*Exercise requirements*:
Transcribe the records below. Leave every word as it is.

*Exercise data*:

------------------------------

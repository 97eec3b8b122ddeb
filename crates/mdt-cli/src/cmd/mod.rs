pub mod config;
pub mod cr;
pub mod design;
pub mod init;
pub mod thresholds;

------------------------------

*Written solution*:
repository 97eec3b8b122ddeb
filename crates/mdt-cli/src/cmd/mod.rs
pub mod config;
pub mod cr;
pub mod design;
pub mod init;
pub mod thresholds;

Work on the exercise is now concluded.